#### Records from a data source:
= Beginning of Section =
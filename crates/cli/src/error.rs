//! Error types for CLI operations.

use contracts::{ContractError, StorageError};
use pipeline::CoordinatorError;
use thiserror::Error;

/// CLI-specific error types
#[derive(Error, Debug)]
pub enum CliError {
    /// Configuration file not found
    #[error("Configuration file not found: {path}")]
    ConfigNotFound { path: String },

    /// Configuration parse or validation error
    #[error("Invalid configuration: {0}")]
    Config(#[from] ContractError),

    /// Database missing for a read-only command
    #[error("Database not found: {path}")]
    DatabaseNotFound { path: String },

    /// Storage error
    #[error("Storage error: {0}")]
    Storage(#[from] StorageError),

    /// Pipeline error
    #[error("Pipeline error: {0}")]
    Pipeline(#[from] CoordinatorError),

    /// IO error
    #[error("IO error: {0}")]
    Io(#[from] std::io::Error),
}

impl CliError {
    pub fn config_not_found(path: impl Into<String>) -> Self {
        Self::ConfigNotFound { path: path.into() }
    }

    pub fn database_not_found(path: impl Into<String>) -> Self {
        Self::DatabaseNotFound { path: path.into() }
    }
}

/// Result type alias for CLI operations
pub type Result<T> = std::result::Result<T, CliError>;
= End of Section =
#### THE TASK:
Write out each line of the data that holds the string "Result".

#### WRITTEN SOLUTION:
/// Result type alias for CLI operations
pub type Result<T> = std::result::Result<T, CliError>;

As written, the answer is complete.